02 Setembro 2016
“Não pode ser outra a pergunta que a esquerda faz a si mesma neste momento. Trata-se de um momento de derrota abissal que não envolve apenas um governo que a maioria da esquerda sequer reconhecia como de esquerda, mas na própria incapacidade de falarmos a nós mesmos e organizarmos gestos contra o que virá. Agora será um momento muito duro de ajuste de contas. Ou não? Tudo depende”, escreve Moysés Pinto Neto, em artigo publicado no seu blog Medium, 02-09-2016.

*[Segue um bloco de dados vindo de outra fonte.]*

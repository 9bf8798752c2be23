use eframe::egui::Color32;
use palette::{Hsl, IntoColor, Srgb};

// ---------------------------------------------------------------------------
// Fixed chart colours
// ---------------------------------------------------------------------------

/// Personal bars above the cap.
pub const OVER_CAP_GREEN: Color32 = Color32::from_rgb(0, 128, 0);
/// Personal bars below the cap.
pub const UNDER_CAP_GREEN: Color32 = Color32::from_rgb(144, 238, 144);
/// World top-10 bars.
pub const WORLD_BAR_GREEN: Color32 = Color32::from_rgb(0x01, 0x50, 0x30);
/// Accent for headings and borders.
pub const ACCENT: Color32 = Color32::from_rgb(0x23, 0x8a, 0x6b);
pub const WHEAT: Color32 = Color32::from_rgb(245, 222, 179);

fn hsl_to_color32(hsl: Hsl) -> Color32 {
    let rgb: Srgb = hsl.into_color();
    Color32::from_rgb(
        (rgb.red * 255.0) as u8,
        (rgb.green * 255.0) as u8,
        (rgb.blue * 255.0) as u8,
    )
}

// ---------------------------------------------------------------------------
// Sequential green scale: count → Color32
// ---------------------------------------------------------------------------

/// Maps a count onto a light-to-dark green ramp, darkest at the largest count.
#[derive(Debug, Clone, Copy)]
pub struct GreenScale {
    max: u64,
}

impl GreenScale {
    const LIGHTEST: f32 = 0.88;
    const DARKEST: f32 = 0.22;

    pub fn new(counts: impl IntoIterator<Item = u64>) -> Self {
        GreenScale {
            max: counts.into_iter().max().unwrap_or(0),
        }
    }

    pub fn color_for(&self, count: u64) -> Color32 {
        let t = if self.max == 0 {
            0.0
        } else {
            (count.min(self.max) as f32) / (self.max as f32)
        };
        let lightness = Self::LIGHTEST + (Self::DARKEST - Self::LIGHTEST) * t;
        hsl_to_color32(Hsl::new(130.0, 0.55, lightness))
    }
}

#[cfg(test)]
mod tests {
    use super::*;

    fn brightness(c: Color32) -> u32 {
        c.r() as u32 + c.g() as u32 + c.b() as u32
    }

    #[test]
    fn larger_counts_are_darker() {
        let scale = GreenScale::new([1, 5, 10]);
        let low = brightness(scale.color_for(1));
        let mid = brightness(scale.color_for(5));
        let high = brightness(scale.color_for(10));
        assert!(low > mid && mid > high);
    }

    #[test]
    fn empty_scale_does_not_divide_by_zero() {
        let scale = GreenScale::new(std::iter::empty());
        assert_eq!(scale.color_for(3), scale.color_for(0));
    }
}
use std::path::PathBuf;

use anyhow::{Context, Result};
use clap::{Parser, ValueHint};

use spotify_dash::config::{CONFIG_ENV, CONFIG_PATH, DashConfig};
use spotify_dash::data::materialize::{ArtifactStore, MaterializeOptions, materialize_file};

/// Turn a raw chart dump into the small CSVs the dashboard reads at startup.
#[derive(Parser, Debug)]
#[command(author, version, about, long_about = None)]
struct Cli {
    /// Config file (defaults to spotify-dash.json in the working directory)
    #[arg(short, long, env = CONFIG_ENV, value_hint = ValueHint::FilePath)]
    config: Option<PathBuf>,

    /// Raw chart dump; overrides `raw_dataset` from the config
    #[arg(short, long, value_hint = ValueHint::FilePath)]
    input: Option<PathBuf>,

    /// Output directory; overrides `artifact_dir` from the config
    #[arg(short, long, value_hint = ValueHint::DirPath)]
    out_dir: Option<PathBuf>,

    /// Extra personal artist (repeatable)
    #[arg(short, long = "artist")]
    artists: Vec<String>,

    /// File with one personal artist per line
    #[arg(long, value_hint = ValueHint::FilePath)]
    artist_file: Option<PathBuf>,

    /// Also write charts200.csv with the top200 rows
    #[arg(long)]
    write_filtered: bool,
}

fn main() -> Result<()> {
    env_logger::init();
    let cli = Cli::parse();

    let config_path = cli.config.unwrap_or_else(|| PathBuf::from(CONFIG_PATH));
    let mut config = DashConfig::load_from(&config_path)?;

    if let Some(input) = cli.input {
        config.raw_dataset = input;
    }
    if let Some(out_dir) = cli.out_dir {
        config.artifact_dir = out_dir;
    }
    config.personal_artists.extend(cli.artists);
    if let Some(path) = cli.artist_file {
        let text = std::fs::read_to_string(&path)
            .with_context(|| format!("reading {}", path.display()))?;
        config.personal_artists.extend(
            text.lines()
                .map(str::trim)
                .filter(|l| !l.is_empty())
                .map(str::to_string),
        );
    }
    config.write_filtered_table |= cli.write_filtered;

    let artists = config.artist_set();
    if artists.is_empty() {
        log::warn!("No personal artists configured; my_arts and my_streams will be empty");
    }

    let store = ArtifactStore::new(&config.artifact_dir);
    let options = MaterializeOptions {
        write_filtered_table: config.write_filtered_table,
    };
    let tables = materialize_file(&config.raw_dataset, &artists, &store, &options)?;

    println!(
        "Wrote {} world rows, {} personal rows across {} regions to {}",
        tables.world_streams.len(),
        tables.my_streams.len(),
        tables.my_arts.len(),
        store.dir().display()
    );
    Ok(())
}
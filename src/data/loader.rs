use std::path::Path;

use anyhow::{Context, Result, bail};
use arrow::array::{
    Array, ArrayRef, AsArray, Float32Array, Float64Array, Int32Array, Int64Array, UInt32Array,
    UInt64Array,
};
use arrow::datatypes::DataType;
use arrow::record_batch::RecordBatch;
use parquet::arrow::arrow_reader::ParquetRecordBatchReaderBuilder;
use serde_json::Value as JsonValue;

use super::model::{ChartEntry, ChartTable, DataError, TOP200, parse_streams, streams_from_f64};

const REGION: &str = "region";
const ARTIST: &str = "artist";
const STREAMS: &str = "streams";
const CHART: &str = "chart";

// ---------------------------------------------------------------------------
// Public entry-point
// ---------------------------------------------------------------------------

/// Load a raw chart dump and keep its top200 rows. Dispatch by extension.
///
/// Supported formats:
/// * `.csv`     – header row with at least `region, artist, streams, chart`
/// * `.json`    – `[{ "region": ..., "artist": ..., "streams": ..., "chart": ... }, ...]`
/// * `.parquet` – same four columns, any extra columns ignored
///
/// Rows of other chart tiers are dropped before `streams` is looked at; a bad
/// `streams` value on a top200 row aborts the whole load with a [`DataError`].
pub fn load_chart_table(path: &Path) -> Result<ChartTable> {
    let ext = path
        .extension()
        .and_then(|e| e.to_str())
        .unwrap_or("")
        .to_ascii_lowercase();

    let table = match ext.as_str() {
        "csv" => load_csv(path),
        "json" => load_json(path),
        "parquet" | "pq" => load_parquet(path),
        other => bail!("Unsupported file extension: .{other}"),
    }
    .with_context(|| format!("loading {}", path.display()))?;

    let total = table
        .total_streams()
        .map_or_else(|| "more than u64::MAX".to_string(), |t| t.to_string());
    log::info!(
        "Loaded {} top200 rows ({total} streams) across {} regions from {}",
        table.len(),
        table.regions().len(),
        path.display()
    );
    Ok(table)
}

// ---------------------------------------------------------------------------
// CSV loader
// ---------------------------------------------------------------------------

fn load_csv(path: &Path) -> Result<ChartTable> {
    let mut reader = csv::Reader::from_path(path).context("opening CSV")?;
    let headers = reader.headers().context("reading CSV headers")?.clone();

    let column = |name: &'static str| {
        headers
            .iter()
            .position(|h| h.trim() == name)
            .ok_or(DataError::MissingColumn(name))
    };
    let region_idx = column(REGION)?;
    let artist_idx = column(ARTIST)?;
    let streams_idx = column(STREAMS)?;
    let chart_idx = column(CHART)?;

    let mut entries = Vec::new();
    let mut skipped = 0usize;

    for (row_no, result) in reader.records().enumerate() {
        let record = result.with_context(|| format!("CSV row {row_no}"))?;

        let chart = record.get(chart_idx).unwrap_or("");
        if chart != TOP200 {
            skipped += 1;
            continue;
        }

        let streams = parse_streams(record.get(streams_idx).unwrap_or(""), row_no)?;
        entries.push(ChartEntry {
            region: record.get(region_idx).unwrap_or("").to_string(),
            artist: record.get(artist_idx).unwrap_or("").to_string(),
            streams,
            chart: chart.to_string(),
        });
    }

    log::debug!("CSV: skipped {skipped} rows outside the {TOP200} chart");
    Ok(ChartTable::from_entries(entries))
}

// ---------------------------------------------------------------------------
// JSON loader
// ---------------------------------------------------------------------------

/// Expected JSON schema (records-oriented, `df.to_json(orient='records')`):
///
/// ```json
/// [
///   { "region": "Belgium", "artist": "Stromae", "streams": 12345, "chart": "top200" },
///   ...
/// ]
/// ```
fn load_json(path: &Path) -> Result<ChartTable> {
    let text = std::fs::read_to_string(path).context("reading JSON file")?;
    let root: JsonValue = serde_json::from_str(&text).context("parsing JSON")?;

    let records = root.as_array().context("Expected top-level JSON array")?;

    let mut entries = Vec::with_capacity(records.len());

    for (i, rec) in records.iter().enumerate() {
        let obj = rec
            .as_object()
            .with_context(|| format!("Row {i} is not a JSON object"))?;

        let chart = json_text(obj.get(CHART));
        if chart != TOP200 {
            continue;
        }

        let streams = match obj.get(STREAMS) {
            None | Some(JsonValue::Null) => return Err(DataError::MissingStreams { row: i }.into()),
            Some(JsonValue::Number(n)) => match n.as_u64() {
                Some(v) => v,
                None => streams_from_f64(n.as_f64().unwrap_or(f64::NAN), i)?,
            },
            Some(JsonValue::String(s)) => parse_streams(s, i)?,
            Some(other) => {
                return Err(DataError::MalformedStreams {
                    row: i,
                    value: other.to_string(),
                }
                .into());
            }
        };

        entries.push(ChartEntry {
            region: json_text(obj.get(REGION)),
            artist: json_text(obj.get(ARTIST)),
            streams,
            chart,
        });
    }

    Ok(ChartTable::from_entries(entries))
}

fn json_text(val: Option<&JsonValue>) -> String {
    match val {
        Some(JsonValue::String(s)) => s.clone(),
        None | Some(JsonValue::Null) => String::new(),
        Some(other) => other.to_string(),
    }
}

// ---------------------------------------------------------------------------
// Parquet loader
// ---------------------------------------------------------------------------

/// Load a Parquet chart dump.
///
/// Expected schema:
/// - `region`, `artist`, `chart`: Utf8 or LargeUtf8
/// - `streams`: any integer type, Float32/Float64 (whole values only) or Utf8
///
/// Works with files written by both **Pandas** (`df.to_parquet()`) and
/// **Polars** (`df.write_parquet()`).
fn load_parquet(path: &Path) -> Result<ChartTable> {
    let file = std::fs::File::open(path).context("opening parquet file")?;
    let builder =
        ParquetRecordBatchReaderBuilder::try_new(file).context("reading parquet metadata")?;
    let reader = builder.build().context("building parquet reader")?;

    let mut entries = Vec::new();
    let mut offset = 0usize;

    for batch_result in reader {
        let batch = batch_result.context("reading parquet record batch")?;

        let region_col = column_by_name(&batch, REGION)?;
        let artist_col = column_by_name(&batch, ARTIST)?;
        let streams_col = column_by_name(&batch, STREAMS)?;
        let chart_col = column_by_name(&batch, CHART)?;

        for row in 0..batch.num_rows() {
            let global_row = offset + row;
            let chart = string_at(chart_col, row)
                .with_context(|| format!("Row {global_row}: failed to read 'chart'"))?;
            if chart != TOP200 {
                continue;
            }

            let streams = streams_at(streams_col, row, global_row)?;
            entries.push(ChartEntry {
                region: string_at(region_col, row)
                    .with_context(|| format!("Row {global_row}: failed to read 'region'"))?,
                artist: string_at(artist_col, row)
                    .with_context(|| format!("Row {global_row}: failed to read 'artist'"))?,
                streams,
                chart,
            });
        }
        offset += batch.num_rows();
    }

    Ok(ChartTable::from_entries(entries))
}

// -- Parquet / Arrow helpers --

fn column_by_name<'a>(batch: &'a RecordBatch, name: &'static str) -> Result<&'a ArrayRef, DataError> {
    batch
        .schema()
        .index_of(name)
        .map(|i| batch.column(i))
        .map_err(|_| DataError::MissingColumn(name))
}

/// Read a string cell; nulls come back as an empty string.
fn string_at(col: &ArrayRef, row: usize) -> Result<String> {
    if col.is_null(row) {
        return Ok(String::new());
    }
    match col.data_type() {
        DataType::Utf8 => Ok(col.as_string::<i32>().value(row).to_string()),
        DataType::LargeUtf8 => Ok(col.as_string::<i64>().value(row).to_string()),
        other => bail!("Expected a string column, got {other:?}"),
    }
}

/// Read a `streams` cell under the same coercion rules as the text loaders.
fn streams_at(col: &ArrayRef, row: usize, global_row: usize) -> Result<u64> {
    if col.is_null(row) {
        return Err(DataError::MissingStreams { row: global_row }.into());
    }

    fn signed(v: i64, row: usize) -> Result<u64> {
        u64::try_from(v).map_err(|_| {
            DataError::NegativeStreams {
                row,
                value: v.to_string(),
            }
            .into()
        })
    }

    let any = col.as_any();
    let value = match col.data_type() {
        DataType::Int32 => {
            let arr = any.downcast_ref::<Int32Array>().context("expected Int32Array")?;
            signed(arr.value(row) as i64, global_row)?
        }
        DataType::Int64 => {
            let arr = any.downcast_ref::<Int64Array>().context("expected Int64Array")?;
            signed(arr.value(row), global_row)?
        }
        DataType::UInt32 => {
            let arr = any.downcast_ref::<UInt32Array>().context("expected UInt32Array")?;
            arr.value(row) as u64
        }
        DataType::UInt64 => {
            let arr = any.downcast_ref::<UInt64Array>().context("expected UInt64Array")?;
            arr.value(row)
        }
        DataType::Float32 => {
            let arr = any.downcast_ref::<Float32Array>().context("expected Float32Array")?;
            streams_from_f64(arr.value(row) as f64, global_row)?
        }
        DataType::Float64 => {
            let arr = any.downcast_ref::<Float64Array>().context("expected Float64Array")?;
            streams_from_f64(arr.value(row), global_row)?
        }
        DataType::Utf8 | DataType::LargeUtf8 => parse_streams(&string_at(col, row)?, global_row)?,
        other => bail!("Row {global_row}: unsupported 'streams' column type {other:?}"),
    };
    Ok(value)
}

Moysés Pinto Neto é graduado em Ciências Jurídicas pela Universidade Federal do Rio Grande do Sul - UFRGS, mestre em Ciências Criminais pela Pontifícia Universidade Católica do Rio Grande do Sul - PUCRS e doutor em Filosofia nessa mesma instituição. Leciona no curso de Direito da Universidade Luterana do Brasil - Ulbra Canoas.
Eis o artigo.
Não pode ser outra a pergunta que a esquerda faz a si mesma neste momento. Trata-se de um momento de derrota abissal que não envolve apenas um governo que a maioria da esquerda sequer reconhecia como de esquerda, mas na própria incapacidade de falarmos a nós mesmos e organizarmos gestos contra o que virá. Agora será um momento muito duro de ajuste de contas. Ou não? Tudo depende.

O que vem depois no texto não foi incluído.